One of 10 partner schools in the new NSF I-Corps Hub, GW will continue a tradition of helping researchers realize the commercial potential of their discoveries.
As a partner institution in a new $15 million National Science Foundation Innovation Corps (I-Corps) Hub, George Washington University will join other research universities in advancing innovation and entrepreneurship in the Mid-Atlantic region and expanding the societal impact of fundamental research.
NSF I-Corps Hubs are the latest evolution in the federal agency’s decade-old I-Corps program, which provides academic researchers with hands-on, immersive entrepreneurial training to help them transform their research into successful products and services.
In establishing five regional I-Corps Hubs—each funded at $3 million a year for five years—the NSF aims to build and sustain a diverse and inclusive innovation ecosystem across the United States. As one of 10 schools selected for the Mid-Atlantic Hub, GW is helping its researchers answer the call to serve key national needs. Those include increasing and improving translational research and technology commercialization, training students to become leaders for future deep technological research and diversifying all levels of the national innovation network with the inclusion of women and minorities, especially in leadership roles.
"This new hub’s partnership will provide resources to researchers at GW and other schools in the region,” said Bob Smith, GW’s I-Corps director. “I-Corps helps to shape new university research, and it helps researchers discover new commercial opportunities in the world outside the lab. We're thrilled to be extending our long-standing relationship with the NSF and the I-Corps program."
The University of Maryland will lead the I-Corps Hub Mid-Atlantic Region, with GW, Penn State and North Carolina State as partner institutions. Johns Hopkins University, Virginia Tech, Carnegie-Mellon University, the University of Pennsylvania, the University of North Carolina at Chapel Hill and Howard University are affiliates.
Congress and the White House are keeping a watchful eye on the I-Corps program, making GW’s location in the heart of the nation’s capital pivotal. The I-Corps program is part of a larger strategy for the U.S. Innovation and Competition Act, a bipartisan bill investing in scientific and technological innovation that Congress passed last June. In 2015, the Obama administration included I-Corps in its Strategy for American Innovation and announced that the program would spread from NSF to all the major research funding agencies in the United States.
“For the keen researcher, the lessons to be learned in participating in the I-Corps program could catalyze the success rates for future research proposals,” said Dayo Shittu, professor in the School of Engineering and Applied Science. “This is because once a proposal idea could be crafted as a minimum viable product, then making it appeal to the members of the merit review panel becomes easier especially on intellectual merits and broader impact.

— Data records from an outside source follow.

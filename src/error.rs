//! Error types for composite literal parsing and serialization.
//!
//! ## Error Categories
//!
//! - **Format Errors**: Malformed literal text, with the byte offset of the offending construct
//! - **Type Mismatches**: Input that is not text at all (e.g. bytes that are not UTF-8)
//! - **Empty Input**: Strict serialization of a sequence with no fields
//! - **I/O Errors**: Writer failures
//!
//! ## Examples
//!
//! ```rust
//! use pg_composite::{parse, Error, FormatErrorKind};
//!
//! let result: Result<Vec<_>, Error> = parse("(1,2").collect();
//! let err = result.unwrap_err();
//! assert_eq!(err.format_kind(), Some(FormatErrorKind::UnexpectedEnd));
//! assert!(err.to_string().contains("byte 4"));
//! ```

use std::fmt;
use thiserror::Error;

/// The specific way a literal violated the grammar.
#[derive(Debug, Clone, Copy, PartialEq, Eq)]
pub enum FormatErrorKind {
    /// The literal does not start with `(`.
    MissingOpen,
    /// A quoted field has no closing `"`.
    UnterminatedQuote,
    /// A closing `"` is followed by something other than `,` or `)`.
    ///
    /// Unquoted and empty fields end at the first `,` or `)`, so this is the
    /// only place a stray character can stand where a delimiter belongs.
    ExpectedDelimiterAfterQuote,
    /// Input ended where a field or delimiter was expected.
    UnexpectedEnd,
    /// Something follows the closing `)`.
    TrailingContent,
}

impl fmt::Display for FormatErrorKind {
    fn fmt(&self, f: &mut fmt::Formatter<'_>) -> fmt::Result {
        let msg = match self {
            FormatErrorKind::MissingOpen => "expected '(' at start of composite literal",
            FormatErrorKind::UnterminatedQuote => "couldn't find closing double quote",
            FormatErrorKind::ExpectedDelimiterAfterQuote => {
                "',' or ')' expected after closing double quote"
            }
            FormatErrorKind::UnexpectedEnd => "unexpected end of input",
            FormatErrorKind::TrailingContent => "end of input expected after ')'",
        };
        f.write_str(msg)
    }
}

/// Represents all possible errors raised by this crate.
#[derive(Debug, Clone, PartialEq, Error)]
pub enum Error {
    /// Malformed composite literal
    #[error("Invalid composite literal at byte {position}: {kind}")]
    Format {
        position: usize,
        kind: FormatErrorKind,
    },

    /// Input was not text
    #[error("Type mismatch: expected {expected}, found {found}")]
    TypeMismatch { expected: String, found: String },

    /// Strict serialization of zero fields
    #[error("expected at least one attribute")]
    EmptyInput,

    /// IO error during writing
    #[error("IO error: {0}")]
    Io(String),
}

impl Error {
    /// Creates a format error at the given byte offset.
    ///
    /// # Examples
    ///
    /// ```rust
    /// use pg_composite::{Error, FormatErrorKind};
    ///
    /// let err = Error::format(3, FormatErrorKind::TrailingContent);
    /// assert!(err.to_string().contains("byte 3"));
    /// ```
    pub fn format(position: usize, kind: FormatErrorKind) -> Self {
        Error::Format { position, kind }
    }

    /// Creates a type mismatch error for non-text input.
    pub fn type_mismatch(expected: &str, found: &str) -> Self {
        Error::TypeMismatch {
            expected: expected.to_string(),
            found: found.to_string(),
        }
    }

    /// Creates an I/O error for writer failures.
    pub fn io(msg: &str) -> Self {
        Error::Io(msg.to_string())
    }

    /// Returns `true` if this is a grammar violation.
    #[must_use]
    pub fn is_format(&self) -> bool {
        matches!(self, Error::Format { .. })
    }

    /// Returns the grammar violation kind, if this is a format error.
    #[must_use]
    pub fn format_kind(&self) -> Option<FormatErrorKind> {
        match self {
            Error::Format { kind, .. } => Some(*kind),
            _ => None,
        }
    }

    /// Returns the byte offset of a format error.
    #[must_use]
    pub fn position(&self) -> Option<usize> {
        match self {
            Error::Format { position, .. } => Some(*position),
            _ => None,
        }
    }
}

pub type Result<T> = std::result::Result<T, Error>;

#[cfg(test)]
mod tests {
    use super::*;

    #[test]
    fn test_format_error_display() {
        let err = Error::format(5, FormatErrorKind::UnterminatedQuote);
        assert_eq!(
            err.to_string(),
            "Invalid composite literal at byte 5: couldn't find closing double quote"
        );
        assert!(err.is_format());
        assert_eq!(err.position(), Some(5));
    }

    #[test]
    fn test_non_format_errors() {
        assert_eq!(Error::EmptyInput.format_kind(), None);
        assert!(!Error::io("broken pipe").is_format());
        assert!(Error::type_mismatch("UTF-8 text", "invalid byte")
            .to_string()
            .contains("expected UTF-8 text"));
    }

    #[test]
    fn test_every_error_has_a_source() {
        // Each variant is produced by exactly one entry point.
        fn origin(err: &Error) -> &'static str {
            match err {
                Error::Format { .. } => "parse",
                Error::TypeMismatch { .. } => "from_slice",
                Error::EmptyInput => "serialize",
                Error::Io(_) => "serialize_to_writer",
            }
        }

        let format_err = crate::parse("(").find_map(|item| item.err()).unwrap();
        let mismatch = crate::from_slice(&[0xff]).unwrap_err();
        let empty = crate::serialize(Vec::<crate::Field>::new()).unwrap_err();

        assert_eq!(origin(&format_err), "parse");
        assert_eq!(origin(&mismatch), "from_slice");
        assert_eq!(origin(&empty), "serialize");
        assert_eq!(origin(&Error::io("closed")), "serialize_to_writer");
    }
}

“Therefore, there is tremendous opportunity for societal benefits when these labs, that I would call idea incubators, transition to real ventures. In the long run, everyone becomes a winner.”
GW has been a core university in the DC I-Corps Node, one of nine regional nodes across the country comprising NSF’s National Innovation Network, and has led many of the efforts to globalize I-Corps by bringing it and other related entrepreneurial training programs to countries around the world.
“Since I became involved as a mentor in the very first NSF I-Corps pilot in 2011, GW has been critical to the evolution of the I-Corps program as a leader in the DC I-Corps Node, GW I-Corps Site, source of national I-Corps teams, mentors, and instructors and numerous supplemental grants for the promotion of diversity, equity, inclusion and solutions,” said Jim Chung, associate vice president for research in the Office of Innovation and Entrepreneurship. “I believe the new I-Corps Hub grant is just the first of many new developments that will benefit GW students and faculty interested in getting their inventions and research out of the classrooms and labs and into the real world.”
GW continues to be a leader in spearheading innovation and entrepreneurship not just in the D.C. area, but across the globe. Last week, the university hosted the third annual GW October, a weeklong event that provides guidance, training and networking opportunities for entrepreneurs. The GW community expanded outreach by inviting researchers from all over the world to participate in a pair of conferences last Thursday and Friday.